By LESLIE COLLINS
September 4, 2013
For the students at Holy Cross Catholic School, soccer is more popular than football, than baseball.
“Soccer’s a big sport here. It’s an important thing for them,” Holy Cross P.E. teacher Rex Nolen said.
With limited resources at the school, the students have been “making do,” however.
Their two soccer goals consisted of makeshift PVC pipe sans netting. One of the goals broke last year, and the students then resorted to using two orange cones at one end of the field.
When the students received a surprise visit and soccer goal donation from the Chartrand Foundation Aug. 29, the students were ecstatic.
“Best ladies ever!” one youngster said of the two women who dropped off the brand new, portable soccer goals.
“We need new soccer goals. We’ve been waiting and waiting for this day,” said Holy Cross sixth grader William Pollard. “It feels really good because now you don’t have to keep arguing if you made a goal or didn’t.”
Nancy Besit of Chartrand first learned about Holy Cross while working as a publicist for the Ringling Bros. Circus. Circus members performed at the school and Besit recalled how respectful and polite the students were.
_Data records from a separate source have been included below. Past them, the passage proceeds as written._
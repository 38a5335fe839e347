//! # Virtual Sensor
//!
//! A network-connected telemetry sensor simulator. It connects to an MQTT
//! broker, trades Cognito credentials for an access token, and publishes a
//! randomized temperature and distance reading every few seconds, each one
//! wrapped in an envelope carrying the token.
//!
//! ## Example
//!
//! ```rust,no_run
//! use virtual_sensor::{Config, PublishOrchestrator};
//!
//! #[tokio::main]
//! async fn main() -> virtual_sensor::Result<()> {
//!     let config = Config::from_env()?;
//!     let orchestrator = PublishOrchestrator::new(config)?;
//!     orchestrator.run().await
//! }
//! ```

#![warn(clippy::pedantic)]

pub mod auth;
pub mod config;
pub mod constants;
pub mod error;
pub mod orchestrator;
pub mod sample;
pub mod sensor;
pub mod transport;

pub use auth::{
    AuthOutcome, AuthSession, BearerToken, CognitoProvider, Credentials, IdentityProvider,
    MockIdentityProvider, ProviderCall,
};
pub use config::{BrokerEndpoint, Config, ScriptMode, UserPool};
pub use error::{AuthError, ConfigError, Result, SensorError};
pub use orchestrator::PublishOrchestrator;
pub use sample::{Envelope, Metadata, MetricValue, PayloadField, PayloadFields, Reading};
pub use sensor::VirtualSensor;
pub use transport::{
    BoxFuture, BrokerTransport, DisconnectReason, MockCall, MockTransport, MqttTransport,
    TransportEvent,
};
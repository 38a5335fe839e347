//! Identity session
//!
//! Authentication is a single async call resolving to exactly one tagged
//! outcome: a bearer token or a structured [`AuthError`]. There is no retry,
//! no refresh, and no timeout; an unresponsive provider stalls the caller.

pub mod cognito;
pub mod mock;

use crate::error::AuthError;
use std::future::Future;

pub use cognito::CognitoProvider;
pub use mock::{MockIdentityProvider, ProviderCall};

/// The single tagged outcome of an authentication attempt
pub type AuthOutcome = std::result::Result<BearerToken, AuthError>;

/// Username and password presented to the identity provider
#[derive(Debug, Clone)]
pub struct Credentials {
    pub username: String,
    pub password: String,
}

impl Credentials {
    #[must_use]
    pub fn new(username: impl Into<String>, password: impl Into<String>) -> Self {
        Self {
            username: username.into(),
            password: password.into(),
        }
    }
}

/// A non-empty access token issued by the identity provider
#[derive(Debug, Clone, PartialEq, Eq)]
pub struct BearerToken(String);

impl BearerToken {
    /// Wraps a raw token string
    ///
    /// # Errors
    ///
    /// Returns [`AuthError::Malformed`] when the token is empty.
    pub fn new(raw: impl Into<String>) -> std::result::Result<Self, AuthError> {
        let raw = raw.into();
        if raw.is_empty() {
            return Err(AuthError::Malformed("empty access token".to_string()));
        }
        Ok(Self(raw))
    }

    #[must_use]
    pub fn as_str(&self) -> &str {
        &self.0
    }

    #[must_use]
    pub fn into_inner(self) -> String {
        self.0
    }
}

/// Identity providers that can exchange credentials for a bearer token
///
/// Implementations must fold every failure mode into the returned
/// [`AuthOutcome`]; the call never panics.
pub trait IdentityProvider: Send + Sync {
    fn authenticate<'a>(
        &'a self,
        credentials: &'a Credentials,
    ) -> impl Future<Output = AuthOutcome> + Send + 'a;
}

/// Session wrapper around an identity provider
///
/// One session performs at most one successful token exchange for the
/// process lifetime; callers wanting retry must call again themselves.
pub struct AuthSession<P> {
    provider: P,
}

impl<P: IdentityProvider> AuthSession<P> {
    #[must_use]
    pub fn new(provider: P) -> Self {
        Self { provider }
    }

    /// Exchanges credentials for a bearer token
    ///
    /// Resolves exactly once. A success always carries a non-empty token;
    /// every failure is a structured [`AuthError`] value.
    ///
    /// # Errors
    ///
    /// Returns the provider's [`AuthError`] unchanged.
    pub async fn authenticate(&self, credentials: &Credentials) -> AuthOutcome {
        self.provider.authenticate(credentials).await
    }
}
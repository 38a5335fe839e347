//! Mock broker transport for testing
//!
//! Records every call and lets tests drive the event stream by hand.
//! Clones share state, so a test can keep one handle while the code
//! under test owns another.

use crate::error::{Result, SensorError};
use crate::transport::{BoxFuture, BrokerTransport, DisconnectReason, TransportEvent};
use std::sync::atomic::{AtomicBool, Ordering};
use std::sync::Arc;
use tokio::sync::{mpsc, Mutex, RwLock};

/// A recorded call on the mock transport
#[derive(Debug, Clone, PartialEq, Eq)]
pub enum MockCall {
    Connect,
    Publish { topic: String, payload: Vec<u8> },
    Disconnect,
}

#[derive(Default)]
struct MockResponses {
    connect_error: Option<SensorError>,
    publish_response: Option<Result<()>>,
    disconnect_response: Option<Result<()>>,
}

struct MockState {
    connected: AtomicBool,
    calls: Mutex<Vec<MockCall>>,
    responses: RwLock<MockResponses>,
    event_tx: Mutex<Option<mpsc::Sender<TransportEvent>>>,
}

/// Mock implementation of [`BrokerTransport`]
#[derive(Clone)]
pub struct MockTransport {
    state: Arc<MockState>,
}

impl MockTransport {
    #[must_use]
    pub fn new() -> Self {
        Self {
            state: Arc::new(MockState {
                connected: AtomicBool::new(false),
                calls: Mutex::new(Vec::new()),
                responses: RwLock::new(MockResponses::default()),
                event_tx: Mutex::new(None),
            }),
        }
    }

    /// Get all recorded calls
    pub async fn get_calls(&self) -> Vec<MockCall> {
        self.state.calls.lock().await.clone()
    }

    /// Clear recorded calls
    pub async fn clear_calls(&self) {
        self.state.calls.lock().await.clear();
    }

    /// Make the next `connect` fail with the given error
    pub async fn set_connect_error(&self, error: SensorError) {
        self.state.responses.write().await.connect_error = Some(error);
    }

    /// Set the response returned by `publish`
    pub async fn set_publish_response(&self, response: Result<()>) {
        self.state.responses.write().await.publish_response = Some(response);
    }

    /// Set the response returned by `disconnect`
    pub async fn set_disconnect_response(&self, response: Result<()>) {
        self.state.responses.write().await.disconnect_response = Some(response);
    }

    /// Deliver an event to whoever holds the receiver from `connect`
    pub async fn push_event(&self, event: TransportEvent) -> Result<()> {
        let guard = self.state.event_tx.lock().await;
        let tx = guard
            .as_ref()
            .ok_or_else(|| SensorError::Transport("not connected".to_string()))?;
        tx.send(event)
            .await
            .map_err(|_| SensorError::Transport("event stream closed".to_string()))
    }

    #[must_use]
    pub fn is_connected(&self) -> bool {
        self.state.connected.load(Ordering::SeqCst)
    }
}

impl Default for MockTransport {
    fn default() -> Self {
        Self::new()
    }
}

impl BrokerTransport for MockTransport {
    fn connect(&self) -> BoxFuture<'_, Result<mpsc::Receiver<TransportEvent>>> {
        Box::pin(async move {
            self.state.calls.lock().await.push(MockCall::Connect);

            if let Some(error) = self.state.responses.write().await.connect_error.take() {
                return Err(error);
            }

            let (tx, rx) = mpsc::channel(32);
            *self.state.event_tx.lock().await = Some(tx);
            self.state.connected.store(true, Ordering::SeqCst);
            Ok(rx)
        })
    }

    fn publish<'a>(
        &'a self,
        topic: impl Into<String> + Send + 'a,
        payload: impl Into<Vec<u8>> + Send + 'a,
    ) -> BoxFuture<'a, Result<()>> {
        let topic = topic.into();
        let payload = payload.into();
        Box::pin(async move {
            self.state.calls.lock().await.push(MockCall::Publish { topic, payload });

            match self.state.responses.write().await.publish_response.take() {
                Some(response) => response,
                None => Ok(()),
            }
        })
    }

    fn disconnect(&self) -> BoxFuture<'_, Result<()>> {
        Box::pin(async move {
            self.state.calls.lock().await.push(MockCall::Disconnect);

            // A consumer still reading sees the teardown as a final event;
            // dropping the sender then ends the stream.
            if let Some(tx) = self.state.event_tx.lock().await.take() {
                let _ = tx.try_send(TransportEvent::Disconnected {
                    reason: DisconnectReason::ClientInitiated,
                });
            }
            self.state.connected.store(false, Ordering::SeqCst);

            match self.state.responses.write().await.disconnect_response.take() {
                Some(response) => response,
                None => Ok(()),
            }
        })
    }
}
“It was just a wonderful feeling,” she said of her first visit to the school.
During her visit, she learned how Nolen stretches the school’s limited resources to create the best experience for his students. She also learned how much the students love soccer.
Soccer is at the heart of her family’s foundation, Chartrand, which supports sports opportunities for children and young adults, she said.
“Sports and physical activities are critical to the development and self-esteem of all people,” states the Chartrand website.
One of the ways Chartrand gives back to communities is by donating sports equipment to organizations who otherwise wouldn’t be able to afford it.
“To see these makeshift goals and no net and the broken goal over there, I thought, ‘Gosh, we have to do something,'” Besit said.
She’s also currently searching for a donor to till and re-seed the Holy Cross soccer field, which is in need of an overhaul.
Despite the less than perfect field, the students are always ready for a game of soccer.
“It’s really fun to play the game; even if you’re not good at soccer, it’s good to try,” Pollard said.
Pollard added that his Holy Cross peers encourage other students to play, regardless of their skill levels.
“We don’t judge people on how good they can play,” he said.
Nolen said he’s grateful for the donation and that the students will be even more excited once he unpacks the goals from the boxes and assembles them.
“It’s going to be great,” he said. “It will dress up the field.”